Researchers at the University of Connecticut are looking into how an enzyme in the COVID-19 virus may be helping it mutate.
In recent weeks, variants of the coronavirus have emerged from the U.K., South Africa, and Brazil. These virus variants raise concerns about vaccine efficacy and increased transmission, among other things. Scientists are still researching how, exactly, these viruses came to mutate.
Sandra Weller is a professor and chair of the Department of Molecular Biology and Biophysics at UConn Health. While most of Weller’s past research has focused on the herpes simplex virus, Weller is now teaming up with researchers at Vanderbilt University Medical Center led by virologist Mark Denison.
The research is focused on recombination. Recombination occurs when an organism, such as the coronavirus, reproduces, and one part of its genome gets mixed with another part of its genome.
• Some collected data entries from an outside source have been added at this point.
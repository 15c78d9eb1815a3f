//! JSON snapshot file backend.
//!
//! # Responsibility
//! - Keep a working copy of every collection in memory.
//! - Rewrite the whole snapshot after each successful mutation.
//!
//! # Invariants
//! - Reads never touch disk.
//! - A mutation becomes visible only after its snapshot is durably renamed
//!   into place; a failed write leaves memory and disk unchanged.
//! - Writes go to `<path>.tmp` first and are renamed over `<path>`.
//! - A missing or unparsable snapshot opens as an empty store.
//! - Encoding is deterministic: decoding a snapshot and encoding it again
//!   yields the same bytes.

use crate::model::entity::{EntityKind, FieldValue, Record};
use crate::repo::memory_repo::MemoryStore;
use crate::repo::{RepoError, RepoResult, Repository};
use chrono::{DateTime, Utc};
use log::{debug, error, info, warn};
use serde::{Deserialize, Serialize};
use std::collections::BTreeMap;
use std::fs::{self, File};
use std::io::{ErrorKind, Write};
use std::path::{Path, PathBuf};
use std::sync::{Mutex, MutexGuard};

type Snapshot = BTreeMap<String, BTreeMap<String, SnapshotRow>>;

/// One entity as written in the snapshot document.
#[derive(Debug, Serialize, Deserialize)]
struct SnapshotRow {
    id: String,
    created_at: DateTime<Utc>,
    updated_at: DateTime<Utc>,
    #[serde(flatten)]
    fields: BTreeMap<String, FieldValue>,
}

/// Snapshot-file repository backend.
#[derive(Debug)]
pub struct FileRepository {
    path: PathBuf,
    store: Mutex<MemoryStore>,
}

impl FileRepository {
    /// Opens the snapshot at `path`, starting empty when it is missing or
    /// corrupt.
    ///
    /// # Errors
    /// - Returns `RepoError::Io` when an existing snapshot cannot be read.
    pub fn open(path: impl AsRef<Path>) -> RepoResult<Self> {
        let path = path.as_ref().to_path_buf();
        let store = load_snapshot(&path)?;
        info!(
            "event=repo_open module=repo backend=file status=ok path={} records={}",
            path.display(),
            store.len()
        );
        Ok(Self {
            path,
            store: Mutex::new(store),
        })
    }

    pub fn path(&self) -> &Path {
        &self.path
    }

    /// Rewrites the snapshot from the current working copy.
    pub fn flush(&self) -> RepoResult<()> {
        let store = self.lock()?;
        write_snapshot(&self.path, &store)
    }

    fn lock(&self) -> RepoResult<MutexGuard<'_, MemoryStore>> {
        self.store
            .lock()
            .map_err(|_| RepoError::LockPoisoned("file"))
    }

    /// Applies `op` to a copy of the working set, persists the copy, then
    /// commits it.
    fn mutate<T>(
        &self,
        event: &'static str,
        kind: EntityKind,
        op: impl FnOnce(&mut MemoryStore) -> RepoResult<T>,
    ) -> RepoResult<T> {
        let mut store = self.lock()?;
        let mut next = store.clone();
        let output = op(&mut next)?;

        if let Err(err) = write_snapshot(&self.path, &next) {
            error!(
                "event={event} module=repo backend=file kind={kind} status=error error={err}"
            );
            return Err(err);
        }

        *store = next;
        debug!("event={event} module=repo backend=file kind={kind} status=ok");
        Ok(output)
    }
}

impl Repository for FileRepository {
    fn backend_name(&self) -> &'static str {
        "file"
    }

    fn get_all(&self, kind: EntityKind) -> RepoResult<Vec<Record>> {
        Ok(self.lock()?.all(kind))
    }

    fn get(&self, kind: EntityKind, id: &str) -> RepoResult<Option<Record>> {
        Ok(self.lock()?.find(kind, id))
    }

    fn save(&self, record: &Record) -> RepoResult<Record> {
        self.mutate("repo_save", record.kind, |store| store.insert(record))
    }

    fn update(&self, record: &Record) -> RepoResult<Record> {
        self.mutate("repo_update", record.kind, |store| store.replace(record))
    }

    fn delete(&self, record: &Record) -> RepoResult<bool> {
        if self.lock()?.find(record.kind, &record.id).is_none() {
            return Ok(false);
        }
        self.mutate("repo_delete", record.kind, |store| {
            Ok(store.remove(record.kind, &record.id))
        })
    }

    fn reload(&self) -> RepoResult<()> {
        let mut store = self.lock()?;
        *store = load_snapshot(&self.path)?;
        info!(
            "event=repo_reload module=repo backend=file status=ok records={}",
            store.len()
        );
        Ok(())
    }
}

/// Encodes the store as a pretty-printed snapshot document.
fn encode_snapshot(store: &MemoryStore) -> RepoResult<String> {
    let snapshot: Snapshot = EntityKind::ALL
        .iter()
        .map(|kind| {
            let rows = store
                .all(*kind)
                .into_iter()
                .map(|record| {
                    let row = SnapshotRow {
                        id: record.id.clone(),
                        created_at: record.created_at,
                        updated_at: record.updated_at,
                        fields: record.fields,
                    };
                    (record.id, row)
                })
                .collect();
            (kind.as_str().to_string(), rows)
        })
        .collect();

    let mut body = serde_json::to_string_pretty(&snapshot).map_err(RepoError::Snapshot)?;
    body.push('\n');
    Ok(body)
}

fn decode_snapshot(body: &str) -> RepoResult<MemoryStore> {
    let snapshot: Snapshot = serde_json::from_str(body)
        .map_err(|err| RepoError::InvalidData(format!("snapshot is not valid JSON: {err}")))?;

    let mut store = MemoryStore::default();
    for (type_name, rows) in snapshot {
        let kind = EntityKind::parse(&type_name).ok_or_else(|| {
            RepoError::InvalidData(format!("unknown entity type `{type_name}` in snapshot"))
        })?;
        for (key, row) in rows {
            if key != row.id {
                return Err(RepoError::InvalidData(format!(
                    "{kind} snapshot key `{key}` does not match id `{}`",
                    row.id
                )));
            }
            store.restore(Record {
                kind,
                id: row.id,
                created_at: row.created_at,
                updated_at: row.updated_at,
                fields: row.fields,
            })?;
        }
    }
    Ok(store)
}

fn load_snapshot(path: &Path) -> RepoResult<MemoryStore> {
    let bytes = match fs::read(path) {
        Ok(bytes) => bytes,
        Err(err) if err.kind() == ErrorKind::NotFound => {
            info!(
                "event=snapshot_load module=repo backend=file status=missing path={}",
                path.display()
            );
            return Ok(MemoryStore::default());
        }
        Err(source) => return Err(io_failure(path, source)),
    };

    let decoded = String::from_utf8(bytes)
        .map_err(|err| RepoError::InvalidData(format!("snapshot is not UTF-8: {err}")))
        .and_then(|body| decode_snapshot(&body));
    match decoded {
        Ok(store) => Ok(store),
        Err(err) => {
            warn!(
                "event=snapshot_load module=repo backend=file status=corrupt path={} error={}",
                path.display(),
                err
            );
            Ok(MemoryStore::default())
        }
    }
}

fn write_snapshot(path: &Path, store: &MemoryStore) -> RepoResult<()> {
    let body = encode_snapshot(store)?;
    let tmp_path = temp_path_for(path);

    if let Some(parent) = path.parent().filter(|parent| !parent.as_os_str().is_empty()) {
        fs::create_dir_all(parent).map_err(|source| io_failure(parent, source))?;
    }

    let written = File::create(&tmp_path).and_then(|mut file| {
        file.write_all(body.as_bytes())?;
        file.sync_all()
    });
    if let Err(source) = written {
        let _ = fs::remove_file(&tmp_path);
        return Err(io_failure(&tmp_path, source));
    }

    fs::rename(&tmp_path, path).map_err(|source| {
        let _ = fs::remove_file(&tmp_path);
        io_failure(path, source)
    })
}

fn io_failure(path: &Path, source: std::io::Error) -> RepoError {
    RepoError::Io {
        path: path.to_path_buf(),
        source,
    }
}

fn temp_path_for(path: &Path) -> PathBuf {
    let mut name = path.as_os_str().to_os_string();
    name.push(".tmp");
    PathBuf::from(name)
}

#[cfg(test)]
mod tests {
    use super::{decode_snapshot, encode_snapshot, temp_path_for};
    use crate::model::entity::{EntityKind, Record};
    use crate::repo::memory_repo::MemoryStore;
    use std::path::Path;

    #[test]
    fn empty_store_encodes_every_collection() {
        let body = encode_snapshot(&MemoryStore::default()).unwrap();
        let value: serde_json::Value = serde_json::from_str(&body).unwrap();
        for kind in EntityKind::ALL {
            assert!(value[kind.as_str()].as_object().unwrap().is_empty());
        }
    }

    #[test]
    fn encode_decode_encode_is_byte_identical() {
        let mut store = MemoryStore::default();
        store
            .insert(&Record::new(EntityKind::Country, "US").with_field("name", "United States"))
            .unwrap();
        store
            .insert(
                &Record::new(EntityKind::City, "c-1")
                    .with_field("name", "Austin")
                    .with_field("country_code", "US"),
            )
            .unwrap();

        let first = encode_snapshot(&store).unwrap();
        let decoded = decode_snapshot(&first).unwrap();
        assert_eq!(decoded, store);
        assert_eq!(encode_snapshot(&decoded).unwrap(), first);
    }

    #[test]
    fn decode_rejects_key_id_mismatch_and_unknown_types() {
        let mismatched = r#"{"country": {"US": {"id": "FR", "created_at": "2024-01-01T00:00:00Z",
            "updated_at": "2024-01-01T00:00:00Z", "name": "France"}}}"#;
        assert!(decode_snapshot(mismatched).is_err());

        let unknown = r#"{"amenity": {}}"#;
        assert!(decode_snapshot(unknown).is_err());
    }

    #[test]
    fn temp_path_appends_suffix() {
        assert_eq!(
            temp_path_for(Path::new("/data/store.json")),
            Path::new("/data/store.json.tmp")
        );
    }
}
This causes new features to emerge in the organism. Some scientists have suggested a critical reason the coronavirus was able to make a jump from animals to humans was because of recombination affecting the ‘spike’ of the virus, which is the part of the virus that allows it to enter human cells.
In a recent study, Denison and other researchers looked at recombination in other coronaviruses, and how it affects their spread. The study found an enzyme called nsp14-ExoN could be playing a part in recombination, and neutralizing the enzyme could reduce recombination. Weller and Denison are now working together to see if this could help in the treatment of COVID-19 patients.
Weller, Denison and others are now researching drugs that could help block nsp14-ExoN. This would in turn reduce recombination, which could stop the coronavirus from mutating and allow other drugs to work more effectively.
Weller told The New York Times nsp14-ExoN is shared across many coronaviruses. While this research is still in its early stages, this could mean protection from several viruses, not just COVID-19.